Ese día pasaron el punto donde el río Ulanga cambia de nombre para tomar el de Bora. El sitio exacto no está marcado en ningún mapa, por la sencilla razón de que no se ha levantado aún un mapa de la región, salvo los burdos croquis trazados por Spengler. Antes de que Spengler y sus remeros swahilis lograran bajar el río en canoa, nadie sabía, aunque lo sospechara, que el caudaloso y arrollador curso que recorría el altiplano y desaparecía en las gargantas de Shona, era el mismo que resurgía en la enmarañada jungla de valle de la Gran Falla, a unas cien millas de Shona, para perderse luego en el vasto delta que se había formado en la ribera del lago.
A la población nativa nunca le había preocupado el asunto, hasta que llegaron los alemanes. El delta del Bora era, a la sazón, un pantano infestado de malaria; los rápidos del Ulanga eran lo que Allnutt y Rose acababan de reconocer. Ninguna persona cuerda hubiera perdido un minuto de tiempo en cualquiera de ellos, y puesto que no había vínculo practicable entre el curso superior y el inferior, carecía de importancia el que llevaran diferentes nombres.
Al fin y al cabo, la diferencia toponímica se justificaba por la diferencia de carácter. Era fácil advertir la diferencia entre el lecho escarpado del valle de la Gran Falla y el lecho bajo cerca del lago. Disminuía la velocidad de la corriente, y las barrancas que la canalizaban cambiaban asimismo.
Ha de saberse que el Ulanga, con su corriente arrolladora, se carga de toda clase de detritos, y acarrea consigo el fondo del cauce. Al llegar al llano, toda esa materia en suspensión se deposita en forma de fango o grava; el río ensancha su lecho, se puebla de islas, halla para sí nuevas rutas cenagosas. Se supone que al formarse, el lago debería haberse acercado a las estribaciones del valle de la Gran Falla para descansar en ellas; mas durante una eternidad de siglos, el Ulanga —el Bora, según debemos llamarlo ahora— fue depositando sus masas de tierra en el límite de sus aguas, hasta formar un delta inmenso, de unas treinta millas de lado por cada una de sus tres aristas, que se vuelca en el lago, en un terreno sombrío, pantanoso, anfibio, mitad ciénaga negra y mitad agua, despidiendo miasmas en el vaho del calor tropical, cubierto de densa vegetación, virtualmente sin vida animal e infestado de insectos pestíferos.
Rose y Allnutt no tardaron en advertir que la transición era inminente. En un largo trecho, la correntada no amainaba, y el caudal era irregular, pero las barrancas que lo canalizaban bajaban rápidamente de elevación, haciéndose menos escarpadas, hasta desembocar en un valle plano, cubierto por una selva enredada de trepadoras. Al salir de la sombra, el sol los golpeó con abrumadora violencia, como no lo habían sentido ciertamente en los desfiladeros del curso superior. El calor era insoportable. A pesar de estar en rápido movimiento de avance en aquella atmósfera sofocante, pronto se vieron bañados por un sudor renuente a evaporarse, que se escurría por el cuerpo, formando charcos en el suelo o corriendo en arroyuelos, que les entraba por los ojos, irritándolos.
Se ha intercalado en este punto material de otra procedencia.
//! Reseed users command handler

use crate::config::Config;
use crate::db::{Store, UserMaintenance};
use crate::domain::default_users;

pub async fn cmd_reset_db(config: &Config) -> anyhow::Result<()> {
    let store = Store::new(&config.general.database_path)
        .await?
        .with_environment(config.general.environment.clone());

    let ids = store.drop_and_reseed(&default_users()).await?;

    println!("Users reset ({} seeded)", ids.len());
    Ok(())
}
//! Domain service for caller authorization.
//!
//! Resolves the opaque credential carried on every request to a stored user
//! and answers the permission questions the API layer needs. Every check goes
//! through [`AuthService::resolve`], so a missing credential, an unknown
//! credential and a store failure are classified the same way everywhere.

use thiserror::Error;

use crate::db::StoreError;
use crate::domain::User;

/// Errors specific to authorization decisions.
#[derive(Debug, Error)]
pub enum AuthError {
    /// The caller presented no credential at all.
    #[error("No credential on request")]
    NoCredential,

    /// A credential was presented but no user holds it.
    #[error("User could not be authenticated")]
    CallerUnknown,

    #[error("Requesting user is not an admin")]
    NotAdmin,

    #[error("Requesting user does not have access")]
    NotCallerOrAdmin,

    #[error("Store error: {0}")]
    Store(#[from] StoreError),
}

impl AuthError {
    /// Stable label for metrics and logs.
    #[must_use]
    pub const fn reason(&self) -> &'static str {
        match self {
            Self::NoCredential => "no_credential",
            Self::CallerUnknown => "caller_unknown",
            Self::NotAdmin => "not_admin",
            Self::NotCallerOrAdmin => "not_caller_or_admin",
            Self::Store(_) => "store_error",
        }
    }
}

/// Domain service trait for authorization.
///
/// Implementations never mutate the store and never retry.
#[async_trait::async_trait]
pub trait AuthService: Send + Sync {
    /// Resolves a credential to its user.
    ///
    /// # Errors
    ///
    /// [`AuthError::NoCredential`] for an empty credential,
    /// [`AuthError::CallerUnknown`] when nobody holds it and
    /// [`AuthError::Store`] for any other lookup failure.
    async fn resolve(&self, credential: &str) -> Result<User, AuthError>;

    /// Whether the caller is an admin.
    async fn is_admin(&self, credential: &str) -> Result<bool, AuthError>;

    /// Whether the caller is an admin or is the user identified by
    /// `target_id`. The target is compared as an opaque handle and is not
    /// looked up.
    async fn is_caller_or_admin(&self, credential: &str, target_id: &str)
    -> Result<bool, AuthError>;

    /// Whether the credential belongs to any user, admin or not.
    async fn is_authenticated(&self, credential: &str) -> Result<bool, AuthError>;

    /// Resolves the caller and requires the admin flag.
    ///
    /// # Errors
    ///
    /// Returns [`AuthError::NotAdmin`] for a resolved non-admin caller.
    async fn require_admin(&self, credential: &str) -> Result<User, AuthError>;

    /// Resolves the caller and requires admin or self access to `target_id`.
    ///
    /// # Errors
    ///
    /// Returns [`AuthError::NotCallerOrAdmin`] when neither holds.
    async fn require_caller_or_admin(
        &self,
        credential: &str,
        target_id: &str,
    ) -> Result<User, AuthError>;
}

#[cfg(test)]
mod tests {
    use super::*;

    #[test]
    fn auth_error_display() {
        assert_eq!(AuthError::NoCredential.to_string(), "No credential on request");
        assert_eq!(
            AuthError::CallerUnknown.to_string(),
            "User could not be authenticated"
        );
    }

    #[test]
    fn store_errors_convert() {
        let err: AuthError = StoreError::Database(sea_orm::DbErr::Custom("down".into())).into();
        assert!(matches!(err, AuthError::Store(_)));
        assert_eq!(err.reason(), "store_error");
    }
}
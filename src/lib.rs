pub mod api;
pub mod cli;
pub mod config;
pub mod db;
pub mod domain;
pub mod entities;
pub mod models;
pub mod services;
pub mod state;

#[cfg(test)]
pub mod test_utils;

use anyhow::Context;
use clap::Parser;
use tokio::signal;
use tracing::{error, info};
use tracing_subscriber::EnvFilter;

use cli::{Cli, Commands};
pub use config::Config;

pub async fn run() -> anyhow::Result<()> {
    let cli = Cli::parse();

    let config = Config::load()?;
    config.validate()?;

    let prometheus_handle = if config.observability.metrics_enabled {
        use metrics_exporter_prometheus::PrometheusBuilder;
        let handle = PrometheusBuilder::new()
            .install_recorder()
            .context("Failed to install Prometheus recorder")?;
        Some(handle)
    } else {
        None
    };

    use tracing_subscriber::{layer::SubscriberExt, util::SubscriberInitExt};

    let env_filter = EnvFilter::try_from_default_env()
        .unwrap_or_else(|_| EnvFilter::new(&config.general.log_level));

    tracing_subscriber::registry()
        .with(env_filter)
        .with(tracing_subscriber::fmt::layer())
        .init();

    if prometheus_handle.is_some() {
        info!("Prometheus metrics recorder initialized");
    }

    match cli.command.unwrap_or(Commands::Serve) {
        Commands::Serve => run_server(config, prometheus_handle).await,
        Commands::ResetDb => cli::cmd_reset_db(&config).await,
        Commands::Users => cli::cmd_list_users(&config).await,
        Commands::Init => {
            if Config::create_default_if_missing()? {
                println!("Created config.toml");
            } else {
                println!("config.toml already exists");
            }
            Ok(())
        }
    }
}

async fn run_server(
    config: Config,
    prometheus_handle: Option<metrics_exporter_prometheus::PrometheusHandle>,
) -> anyhow::Result<()> {
    info!(
        environment = %config.general.environment,
        "maas v{} starting...",
        env!("CARGO_PKG_VERSION")
    );

    let addr = format!("{}:{}", config.server.bind_address, config.server.port);

    let api_state = api::create_app_state_from_config(config, prometheus_handle).await?;
    let app = api::router(api_state).await;

    let listener = tokio::net::TcpListener::bind(&addr)
        .await
        .with_context(|| format!("Failed to bind {addr}"))?;

    info!("Web server running at http://{}", addr);

    axum::serve(listener, app)
        .with_graceful_shutdown(shutdown_signal())
        .await?;

    info!("Server stopped");
    Ok(())
}

async fn shutdown_signal() {
    match signal::ctrl_c().await {
        Ok(()) => info!("Shutdown signal received"),
        Err(e) => error!("Error listening for shutdown: {}", e),
    }
}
Rose se enjugaba la cara mientras maniobraba La Reina de África por el último tramo de rápidos, no ya por las cascadas bramantes que conociera más arriba, sino por un canal ancho y poco profundo, donde el agua corría con reciedumbre engañadora, y donde los troncos de árboles y los bajíos tomaban el lugar de las rocas coronadas de espuma. Era siempre menester el cálculo rápido y la maniobra experta, porque los bajíos surgían de pronto en medio del cauce y los hondos canales se abrían en dos o tres cauces, la corriente ganaba en reciedumbre y perdía calado a cada paso, hasta que, una vez pasada la capa rocosa, el caudal, escurriéndose sobre un escarpado filo de roca, se convertía en agua relativamente profunda y de curso bastante lento.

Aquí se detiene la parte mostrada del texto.